### RECORDS SHOWN
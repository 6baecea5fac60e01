//! Selection context-menu registry.
//!
//! One item per active preference section, re-registered whenever the
//! stored section changes.

use serde_json::{Map, Value};
use std::collections::BTreeMap;

use crate::prefs::{SectionKey, StorageArea, StorageChange};

/// Prefix shared by every item id (`soc-intel-ip`, ...).
pub const MENU_ID_PREFIX: &str = "soc-intel-";

/// Context in which items are offered.
pub const SELECTION_CONTEXT: &str = "selection";

#[derive(Debug, Clone, PartialEq, Eq)]
pub struct MenuItem {
    pub id: String,
    pub title: String,
    pub context: &'static str,
}

pub fn menu_item_id(key: SectionKey) -> String {
    format!("{MENU_ID_PREFIX}{}", key.as_str())
}

/// Section for a clicked item id, `None` for ids that are not ours.
pub fn parse_menu_item(id: &str) -> Option<SectionKey> {
    id.strip_prefix(MENU_ID_PREFIX)?.parse().ok()
}

fn active_flag(value: Option<&Value>) -> bool {
    value
        .and_then(|v| v.get("active"))
        .and_then(Value::as_bool)
        .unwrap_or(false)
}

/// Registered items keyed by id.
#[derive(Debug, Default)]
pub struct ContextMenu {
    items: BTreeMap<String, MenuItem>,
}

impl ContextMenu {
    pub fn new() -> Self {
        Self::default()
    }

    /// Remove the item for `key`, then re-create it when `active`.
    pub fn update_item(&mut self, key: SectionKey, active: bool) {
        let id = menu_item_id(key);
        self.items.remove(&id);
        if active {
            self.items.insert(
                id.clone(),
                MenuItem {
                    id,
                    title: key.label().to_string(),
                    context: SELECTION_CONTEXT,
                },
            );
        }
        tracing::debug!(section = key.as_str(), active, "context menu updated");
    }

    /// Initial registration from the raw stored blob. Sections missing from
    /// storage are left untouched; a missing `active` counts as inactive.
    pub fn sync_from_storage(&mut self, stored: &Map<String, Value>) {
        for key in SectionKey::ALL {
            if let Some(value) = stored.get(key.as_str()) {
                self.update_item(key, active_flag(Some(value)));
            }
        }
    }

    /// React to a store change. Changes from the other area are ignored.
    pub fn apply_change(&mut self, change: &StorageChange, expected_area: StorageArea) {
        if change.area != expected_area {
            return;
        }
        if let Ok(key) = change.key.parse::<SectionKey>() {
            self.update_item(key, active_flag(change.new_value.as_ref()));
        }
    }

    pub fn items(&self) -> impl Iterator<Item = &MenuItem> {
        self.items.values()
    }

    pub fn contains(&self, key: SectionKey) -> bool {
        self.items.contains_key(&menu_item_id(key))
    }
}

#[cfg(test)]
mod tests {
    use super::*;
    use serde_json::json;

    fn change(area: StorageArea, key: &str, new_value: Value) -> StorageChange {
        StorageChange {
            area,
            key: key.to_string(),
            old_value: None,
            new_value: Some(new_value),
        }
    }

    #[test]
    fn ids_roundtrip() {
        assert_eq!(menu_item_id(SectionKey::Hash), "soc-intel-hash");
        assert_eq!(parse_menu_item("soc-intel-url"), Some(SectionKey::Url));
        assert_eq!(parse_menu_item("soc-intel-domain"), None);
        assert_eq!(parse_menu_item("other-ip"), None);
    }

    #[test]
    fn sync_registers_active_sections_only() {
        let stored = json!({
            "ip": {"active": true},
            "hash": {"active": false},
            "url": {}
        });
        let mut menu = ContextMenu::new();
        menu.sync_from_storage(stored.as_object().unwrap());
        assert!(menu.contains(SectionKey::Ip));
        assert!(!menu.contains(SectionKey::Hash));
        assert!(!menu.contains(SectionKey::Url));

        let ip = menu.items().next().unwrap();
        assert_eq!(ip.title, "IP");
        assert_eq!(ip.context, "selection");
    }

    #[test]
    fn change_from_other_area_is_ignored() {
        let mut menu = ContextMenu::new();
        menu.apply_change(
            &change(StorageArea::Local, "ip", json!({"active": true})),
            StorageArea::Sync,
        );
        assert!(!menu.contains(SectionKey::Ip));

        menu.apply_change(
            &change(StorageArea::Sync, "ip", json!({"active": true})),
            StorageArea::Sync,
        );
        assert!(menu.contains(SectionKey::Ip));
    }

    #[test]
    fn deactivation_removes_item_and_unknown_keys_are_skipped() {
        let mut menu = ContextMenu::new();
        menu.update_item(SectionKey::Url, true);
        menu.apply_change(
            &change(StorageArea::Sync, "url", json!({"active": false})),
            StorageArea::Sync,
        );
        menu.apply_change(
            &change(StorageArea::Sync, "theme", json!({"active": true})),
            StorageArea::Sync,
        );
        assert_eq!(menu.items().count(), 0);
    }
}
//! `socintel pivot <text>` – open every configured lookup for an IOC.

use anyhow::{bail, Result};
use socintel_core::checksum;
use socintel_core::config::SocintelConfig;
use socintel_core::ioc::{detect_ioc_type, IocType};
use socintel_core::menu::{menu_item_id, ContextMenu};
use socintel_core::pivot::{Pivot, PivotOutcome};
use socintel_core::prefs::{PreferenceStore, SectionKey};
use std::path::PathBuf;

use crate::cli::host::TerminalHost;

#[derive(Debug)]
pub struct PivotArgs {
    pub text: Option<String>,
    pub kind: Option<SectionKey>,
    pub file: Option<PathBuf>,
    pub dry_run: bool,
}

/// Lookup section for an auto-detected IOC type.
pub(crate) fn section_for(kind: IocType) -> Option<SectionKey> {
    match kind {
        IocType::Ipv4 | IocType::Ipv6 => Some(SectionKey::Ip),
        IocType::Hash => Some(SectionKey::Hash),
        IocType::Url => Some(SectionKey::Url),
        IocType::Unknown => None,
    }
}

/// Auto-detect the section for `text`. A URL without a scheme, such as
/// `example.com/page`, is retried with `https://` in front.
pub(crate) fn detect_section(text: &str) -> Option<SectionKey> {
    section_for(detect_ioc_type(text)).or_else(|| {
        let trimmed = text.trim();
        if trimmed.is_empty() || trimmed.contains("://") {
            return None;
        }
        match detect_ioc_type(&format!("https://{trimmed}")) {
            IocType::Url => Some(SectionKey::Url),
            _ => None,
        }
    })
}

pub async fn run_pivot(store: &PreferenceStore, cfg: &SocintelConfig, args: PivotArgs) -> Result<()> {
    let (selection, section) = match (args.file, args.text) {
        (Some(path), _) => (checksum::sha256_path(&path).await?, SectionKey::Hash),
        (None, Some(text)) => {
            let section = match args.kind.or_else(|| detect_section(&text)) {
                Some(section) => section,
                None => bail!(
                    "not a recognised IOC: {text:?}; force a section with --kind ip|hash|url"
                ),
            };
            (text, section)
        }
        (None, None) => bail!("nothing to pivot on; pass text or --file"),
    };

    let mut menu = ContextMenu::new();
    menu.sync_from_storage(&store.get_all().await.unwrap_or_default());
    if !menu.contains(section) && store.load_preferences().await.section(section).active {
        // Nothing stored yet; the defaults are active.
        menu.update_item(section, true);
    }
    if !menu.contains(section) {
        bail!(
            "{} lookups are disabled; enable them with `socintel prefs set {section} active true`",
            section.label()
        );
    }

    let host = TerminalHost::new(cfg.launcher.clone(), args.dry_run);
    let outcome = Pivot::new(store)
        .handle_click(&host, &menu_item_id(section), &selection)
        .await;

    match outcome {
        PivotOutcome::Opened { tabs, .. } if tabs.is_empty() => {
            bail!("no lookup could be opened")
        }
        PivotOutcome::Opened { section, ioc, tabs, .. } => {
            tracing::info!(section = section.as_str(), ioc = %ioc, tabs = tabs.len(), "pivot done");
            Ok(())
        }
        PivotOutcome::Rejected { section, selection } => {
            bail!("{selection:?} is not a valid {} IOC", section.label())
        }
        PivotOutcome::Ignored => bail!("empty selection"),
    }
}

#[cfg(test)]
mod tests {
    use super::*;

    #[test]
    fn detected_types_map_to_sections() {
        assert_eq!(section_for(IocType::Ipv6), Some(SectionKey::Ip));
        assert_eq!(section_for(IocType::Hash), Some(SectionKey::Hash));
        assert_eq!(section_for(IocType::Unknown), None);
    }

    #[test]
    fn url_path_without_scheme_detects_as_url() {
        assert_eq!(detect_section("example.com/page"), Some(SectionKey::Url));
        assert_eq!(detect_section(" Evil.Example.com/a?b=c "), Some(SectionKey::Url));
        assert_eq!(detect_section("8.8.8.8"), Some(SectionKey::Ip));
    }

    #[test]
    fn garbage_stays_undetected() {
        assert_eq!(detect_section("not an ioc"), None);
        assert_eq!(detect_section("ftp://example.com/x"), None);
        assert_eq!(detect_section("   "), None);
    }
}
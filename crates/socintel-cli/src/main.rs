use socintel_core::logging;

mod cli;

use crate::cli::CliCommand;

#[tokio::main]
async fn main() {
    // Initialize logging as early as possible; falls back to stderr.
    logging::init_logging();

    // Parse CLI and dispatch.
    if let Err(err) = CliCommand::run_from_args().await {
        eprintln!("socintel error: {:#}", err);
        std::process::exit(1);
    }
}
//! Placeholder values for a single pivot.

use percent_encoding::{utf8_percent_encode, AsciiSet, NON_ALPHANUMERIC};

use super::normalise_url;

/// Bytes left alone by a URI component encoding: alphanumerics and
/// `-_.!~*'()`.
const COMPONENT: &AsciiSet = &NON_ALPHANUMERIC
    .remove(b'-')
    .remove(b'_')
    .remove(b'.')
    .remove(b'!')
    .remove(b'~')
    .remove(b'*')
    .remove(b'\'')
    .remove(b'(')
    .remove(b')');

/// Values available to a template expansion. Unset fields expand to "".
#[derive(Debug, Clone, Default, PartialEq, Eq)]
pub struct LookupValues {
    pub ip: Option<String>,
    pub hash: Option<String>,
    pub url: Option<String>,
    pub encoded_url: Option<String>,
    pub domain: Option<String>,
}

impl LookupValues {
    pub fn ip(ip: impl Into<String>) -> Self {
        Self {
            ip: Some(ip.into()),
            ..Self::default()
        }
    }

    pub fn hash(hash: impl Into<String>) -> Self {
        Self {
            hash: Some(hash.into()),
            ..Self::default()
        }
    }

    /// Builds `{url}`, `{encodedUrl}` and `{domain}`. Input without an
    /// http(s) scheme gets `https://` first. The domain is best-effort and
    /// empty when the URL does not parse.
    pub fn url(url: impl Into<String>) -> Self {
        let url = normalise_url(&url.into());
        let encoded = encode_component(&url);
        let domain = domain_of(&url).unwrap_or_default();
        Self {
            url: Some(url),
            encoded_url: Some(encoded),
            domain: Some(domain),
            ..Self::default()
        }
    }

    /// Value for a placeholder name, `Some("")` for known names without a
    /// value and `None` for names that are not placeholders.
    pub(crate) fn lookup(&self, name: &str) -> Option<&str> {
        let slot = match name {
            "ip" => &self.ip,
            "hash" => &self.hash,
            "url" => &self.url,
            "encodedUrl" => &self.encoded_url,
            "domain" => &self.domain,
            _ => return None,
        };
        Some(slot.as_deref().unwrap_or(""))
    }
}

fn encode_component(value: &str) -> String {
    utf8_percent_encode(value, COMPONENT).to_string()
}

/// Host part of `url`, if it parses.
pub fn domain_of(url: &str) -> Option<String> {
    let parsed = url::Url::parse(url).ok()?;
    parsed.host_str().map(|h| h.to_string())
}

### ASSIGNED TASK
Output should match, line for line, the stretch of the material above from the line holding "for an IOC." through the line holding "is retried with".

### ANSWER TO THIS TASK
//! `socintel pivot <text>` – open every configured lookup for an IOC.

use anyhow::{bail, Result};
use socintel_core::checksum;
use socintel_core::config::SocintelConfig;
use socintel_core::ioc::{detect_ioc_type, IocType};
use socintel_core::menu::{menu_item_id, ContextMenu};
use socintel_core::pivot::{Pivot, PivotOutcome};
use socintel_core::prefs::{PreferenceStore, SectionKey};
use std::path::PathBuf;

use crate::cli::host::TerminalHost;

#[derive(Debug)]
pub struct PivotArgs {
    pub text: Option<String>,
    pub kind: Option<SectionKey>,
    pub file: Option<PathBuf>,
    pub dry_run: bool,
}

/// Lookup section for an auto-detected IOC type.
pub(crate) fn section_for(kind: IocType) -> Option<SectionKey> {
    match kind {
        IocType::Ipv4 | IocType::Ipv6 => Some(SectionKey::Ip),
        IocType::Hash => Some(SectionKey::Hash),
        IocType::Url => Some(SectionKey::Url),
        IocType::Unknown => None,
    }
}

/// Auto-detect the section for `text`. A URL without a scheme, such as
/// `example.com/page`, is retried with `https://` in front.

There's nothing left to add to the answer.